(Stored data entries)
• • • • •
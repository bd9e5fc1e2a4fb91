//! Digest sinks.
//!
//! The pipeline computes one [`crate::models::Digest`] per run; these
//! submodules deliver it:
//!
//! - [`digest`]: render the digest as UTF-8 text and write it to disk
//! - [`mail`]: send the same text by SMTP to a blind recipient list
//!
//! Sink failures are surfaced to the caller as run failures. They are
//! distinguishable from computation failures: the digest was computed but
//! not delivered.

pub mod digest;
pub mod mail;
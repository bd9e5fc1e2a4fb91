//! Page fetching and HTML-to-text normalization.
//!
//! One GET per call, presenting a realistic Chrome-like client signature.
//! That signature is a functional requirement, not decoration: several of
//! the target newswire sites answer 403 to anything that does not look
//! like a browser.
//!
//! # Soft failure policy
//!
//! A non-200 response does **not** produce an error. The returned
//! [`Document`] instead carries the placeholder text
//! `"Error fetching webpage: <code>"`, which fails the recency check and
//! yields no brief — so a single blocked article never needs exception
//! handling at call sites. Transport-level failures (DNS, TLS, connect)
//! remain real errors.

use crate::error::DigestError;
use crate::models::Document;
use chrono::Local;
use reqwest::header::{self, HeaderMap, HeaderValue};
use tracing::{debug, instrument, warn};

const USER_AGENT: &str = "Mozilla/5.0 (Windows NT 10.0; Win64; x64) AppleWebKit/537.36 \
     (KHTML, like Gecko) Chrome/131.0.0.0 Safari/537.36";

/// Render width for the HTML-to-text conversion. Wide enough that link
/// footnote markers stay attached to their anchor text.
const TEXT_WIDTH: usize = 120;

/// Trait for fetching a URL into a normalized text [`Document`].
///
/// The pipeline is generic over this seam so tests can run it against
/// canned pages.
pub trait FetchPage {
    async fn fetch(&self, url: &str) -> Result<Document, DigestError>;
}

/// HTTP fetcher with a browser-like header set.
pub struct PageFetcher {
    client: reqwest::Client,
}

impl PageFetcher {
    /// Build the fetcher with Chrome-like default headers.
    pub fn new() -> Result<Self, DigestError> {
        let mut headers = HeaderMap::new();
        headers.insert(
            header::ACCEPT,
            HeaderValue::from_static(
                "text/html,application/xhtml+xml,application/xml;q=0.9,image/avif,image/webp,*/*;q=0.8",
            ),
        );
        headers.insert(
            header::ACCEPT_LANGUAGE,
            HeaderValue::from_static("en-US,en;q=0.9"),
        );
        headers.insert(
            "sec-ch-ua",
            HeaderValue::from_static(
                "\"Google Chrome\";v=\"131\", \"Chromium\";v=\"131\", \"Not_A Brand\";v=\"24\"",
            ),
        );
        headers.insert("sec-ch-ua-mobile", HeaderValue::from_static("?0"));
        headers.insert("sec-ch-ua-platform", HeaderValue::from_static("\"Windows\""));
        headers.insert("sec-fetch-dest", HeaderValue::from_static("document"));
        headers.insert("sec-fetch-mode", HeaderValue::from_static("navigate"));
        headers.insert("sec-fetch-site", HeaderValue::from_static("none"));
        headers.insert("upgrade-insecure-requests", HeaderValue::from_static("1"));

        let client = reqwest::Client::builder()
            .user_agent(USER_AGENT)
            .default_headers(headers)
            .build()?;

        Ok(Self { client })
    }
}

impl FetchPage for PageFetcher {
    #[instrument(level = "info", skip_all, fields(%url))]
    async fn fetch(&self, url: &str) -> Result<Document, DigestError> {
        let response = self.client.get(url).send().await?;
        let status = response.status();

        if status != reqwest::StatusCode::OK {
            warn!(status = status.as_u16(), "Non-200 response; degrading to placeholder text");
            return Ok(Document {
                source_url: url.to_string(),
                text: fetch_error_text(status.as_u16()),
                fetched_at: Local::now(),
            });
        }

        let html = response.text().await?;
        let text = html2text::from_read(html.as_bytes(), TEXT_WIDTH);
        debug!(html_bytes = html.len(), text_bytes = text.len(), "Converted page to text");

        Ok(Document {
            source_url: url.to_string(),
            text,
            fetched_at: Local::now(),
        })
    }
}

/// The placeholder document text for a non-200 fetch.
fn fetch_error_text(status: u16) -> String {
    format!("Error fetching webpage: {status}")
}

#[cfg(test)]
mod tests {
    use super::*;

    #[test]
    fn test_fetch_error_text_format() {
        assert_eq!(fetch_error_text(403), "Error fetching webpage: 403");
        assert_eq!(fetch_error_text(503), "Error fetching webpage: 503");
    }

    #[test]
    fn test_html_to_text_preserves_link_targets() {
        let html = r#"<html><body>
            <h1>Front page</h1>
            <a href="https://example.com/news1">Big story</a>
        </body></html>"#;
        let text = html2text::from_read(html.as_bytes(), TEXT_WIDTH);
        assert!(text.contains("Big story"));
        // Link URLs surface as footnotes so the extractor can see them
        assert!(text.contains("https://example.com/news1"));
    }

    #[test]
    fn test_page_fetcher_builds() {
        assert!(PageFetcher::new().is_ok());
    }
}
• • • • •
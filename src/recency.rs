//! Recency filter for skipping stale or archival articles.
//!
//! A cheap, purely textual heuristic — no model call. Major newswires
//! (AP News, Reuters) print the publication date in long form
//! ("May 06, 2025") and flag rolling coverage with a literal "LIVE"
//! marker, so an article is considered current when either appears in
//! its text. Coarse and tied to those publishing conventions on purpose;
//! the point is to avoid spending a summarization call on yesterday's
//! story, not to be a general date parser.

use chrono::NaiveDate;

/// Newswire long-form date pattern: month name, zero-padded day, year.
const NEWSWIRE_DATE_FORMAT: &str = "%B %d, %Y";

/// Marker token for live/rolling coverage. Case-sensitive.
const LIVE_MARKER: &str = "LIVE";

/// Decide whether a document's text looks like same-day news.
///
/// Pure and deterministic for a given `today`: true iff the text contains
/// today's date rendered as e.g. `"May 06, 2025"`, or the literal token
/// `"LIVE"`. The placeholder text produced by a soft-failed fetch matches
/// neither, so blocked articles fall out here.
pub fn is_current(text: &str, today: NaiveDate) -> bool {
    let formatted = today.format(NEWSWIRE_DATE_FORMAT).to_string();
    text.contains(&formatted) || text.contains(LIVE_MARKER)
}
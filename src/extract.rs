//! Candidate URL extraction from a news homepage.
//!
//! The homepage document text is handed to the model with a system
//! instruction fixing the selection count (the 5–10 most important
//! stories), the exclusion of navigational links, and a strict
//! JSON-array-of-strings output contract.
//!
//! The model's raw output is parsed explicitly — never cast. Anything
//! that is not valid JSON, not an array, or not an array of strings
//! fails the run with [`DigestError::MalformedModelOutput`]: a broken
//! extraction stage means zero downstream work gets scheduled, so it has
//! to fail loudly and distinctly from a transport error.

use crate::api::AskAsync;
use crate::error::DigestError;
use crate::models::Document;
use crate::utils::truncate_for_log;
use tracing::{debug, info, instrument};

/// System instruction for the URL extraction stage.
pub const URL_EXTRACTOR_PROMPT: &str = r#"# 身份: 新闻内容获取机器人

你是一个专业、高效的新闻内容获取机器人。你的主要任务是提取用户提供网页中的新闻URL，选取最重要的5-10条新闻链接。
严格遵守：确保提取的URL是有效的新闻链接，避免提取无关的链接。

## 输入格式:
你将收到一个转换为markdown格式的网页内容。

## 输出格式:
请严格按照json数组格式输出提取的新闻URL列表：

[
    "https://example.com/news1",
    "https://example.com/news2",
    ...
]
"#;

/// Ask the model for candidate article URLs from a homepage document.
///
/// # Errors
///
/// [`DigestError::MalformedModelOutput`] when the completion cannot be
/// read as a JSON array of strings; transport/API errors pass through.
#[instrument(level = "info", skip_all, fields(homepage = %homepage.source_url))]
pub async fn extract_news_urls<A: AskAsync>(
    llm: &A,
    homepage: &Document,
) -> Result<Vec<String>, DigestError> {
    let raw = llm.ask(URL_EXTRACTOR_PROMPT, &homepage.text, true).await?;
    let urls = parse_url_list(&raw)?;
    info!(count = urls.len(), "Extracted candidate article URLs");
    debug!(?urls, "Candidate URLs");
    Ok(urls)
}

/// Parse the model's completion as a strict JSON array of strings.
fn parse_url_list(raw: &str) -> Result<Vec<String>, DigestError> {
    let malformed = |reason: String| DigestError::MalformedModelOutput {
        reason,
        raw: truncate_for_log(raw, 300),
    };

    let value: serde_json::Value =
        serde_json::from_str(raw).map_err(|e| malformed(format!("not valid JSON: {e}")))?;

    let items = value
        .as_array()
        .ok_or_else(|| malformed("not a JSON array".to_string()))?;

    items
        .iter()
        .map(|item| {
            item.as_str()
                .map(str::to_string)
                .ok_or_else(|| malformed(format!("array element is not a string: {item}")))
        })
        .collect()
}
• • • • •
The lines above that hold the word "Local" are the ones to copy.

*Solved exercise*
use chrono::Local;
                fetched_at: Local::now(),
            fetched_at: Local::now(),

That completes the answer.